Understanding Equity Financing

Equity financing simply means selling an ownership interest in your business in exchange for capital. The most basic hurdle to obtaining equity financing is finding investors who are willing to buy into your business. But don't worry: Many small business have done this before you.

The amount of equity financing that you undertake may depend more upon your willingness to share management control than upon the investor appeal of the business. By selling equity interests in your business, you sacrifice some of your autonomy and management rights.

The effect of selling a large percentage of the ownership interest in your business may mean that your own investment will be short-term, unless you retain a majority interest in the business and control over future sale of the business. Of course, many small business operators are not necessarily interested in maintaining their business indefinitely, and your personal motives for pursuing a small business will determine the value you place upon business ownership. 

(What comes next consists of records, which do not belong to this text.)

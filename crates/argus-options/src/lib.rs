pub mod chain;
pub mod contract;
pub mod greeks;
pub mod pricing;

pub use chain::*;
pub use contract::*;
pub use greeks::*;
pub use pricing::*;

The bottom line usually boils down to whether you would rather operate a successful business for several years and then sell your interest for a fair profit, or be repeatedly frustrated in attempts at financing a business that cannot achieve its potential because of insufficient capital.

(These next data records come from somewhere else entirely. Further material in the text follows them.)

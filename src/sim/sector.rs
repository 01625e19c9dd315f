//! Sector geometry for bricks
//!
//! In polar coordinates a brick sector is defined by:
//! - inner/outer radius: the ring band it lives in
//! - start/end angle: its angular extent in degrees, already offset by the
//!   ring's current rotation

use serde::{Deserialize, Serialize};

use super::board::BrickSide;
use crate::consts::{BRICK_ANGLE, RING_WIDTH};
use crate::{ring_angle, ring_radius};

/// Angular gap left at each end of a drawn brick (degrees)
pub const SECTOR_GAP: f32 = 1.0;

/// A ring band clipped to an angular range
#[derive(Debug, Clone, Copy, PartialEq, Serialize, Deserialize)]
pub struct BrickSector {
    pub inner_radius: f32,
    pub outer_radius: f32,
    /// Start angle (degrees, unwrapped)
    pub start: f32,
    /// End angle (degrees, unwrapped, always >= start)
    pub end: f32,
}

impl BrickSector {
    pub fn new(inner_radius: f32, outer_radius: f32, start: f32, end: f32) -> Self {
        Self {
            inner_radius,
            outer_radius,
            start,
            end,
        }
    }

    /// Full collision extent of a brick under the given rotation
    pub fn for_brick(ring: usize, slot: usize, rotation: f32) -> Self {
        let offset = ring_angle(rotation, ring);
        let radius = ring_radius(ring);
        Self::new(
            radius,
            radius + RING_WIDTH,
            BRICK_ANGLE * slot as f32 + offset,
            BRICK_ANGLE * (slot + 1) as f32 + offset,
        )
    }

    /// Drawn extent of a brick: the collision extent with a gap at both ends
    pub fn drawn(ring: usize, slot: usize, rotation: f32) -> Self {
        let full = Self::for_brick(ring, slot, rotation);
        Self {
            start: full.start + SECTOR_GAP,
            end: full.end - SECTOR_GAP,
            ..full
        }
    }

    /// Angular span in degrees
    #[inline]
    pub fn span(&self) -> f32 {
        self.end - self.start
    }

    /// Shrink the sector away from the side it was hit on.
    ///
    /// `amount` runs from 0 (untouched) to 1 (collapsed onto the far edge).
    pub fn shrunk(&self, side: BrickSide, amount: f32) -> Self {
        let amount = amount.clamp(0.0, 1.0);
        let mut out = *self;
        match side {
            BrickSide::Inner => out.inner_radius += (self.outer_radius - self.inner_radius) * amount,
            BrickSide::Outer => out.outer_radius -= (self.outer_radius - self.inner_radius) * amount,
            BrickSide::Right => out.start += self.span() * amount,
            BrickSide::Left => out.end -= self.span() * amount,
            BrickSide::None => {}
        }
        out
    }
}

The Impact of Choice of Entity on Equity Financing Options

The specific types of equity financing available to you are, to some extent, determined by the organizational form of your small business. Your choice of business form, or "entity," for your small business involves a wide spectrum of other important issues, such as the degree of personal risk involved in the type of business, tax considerations and the need to attract good business managers.

Each entity has its own unique characteristics:

  • Sole proprietorships are the simplest businesses to form, but equity financing is limited to the owner's assets.
  • General partnerships require at least two owners, so equity financing possibilities are greater than in proprietorships.
  • Limited partnerships can provide limited liability to some of the owners, if they're not active participants in the business.
  • Corporations provide the most flexible possibilities for investors.
  • Limited liability companies/limited liability partnerships are business entities that combine favorable tax treatment with limited legal liability for the owners.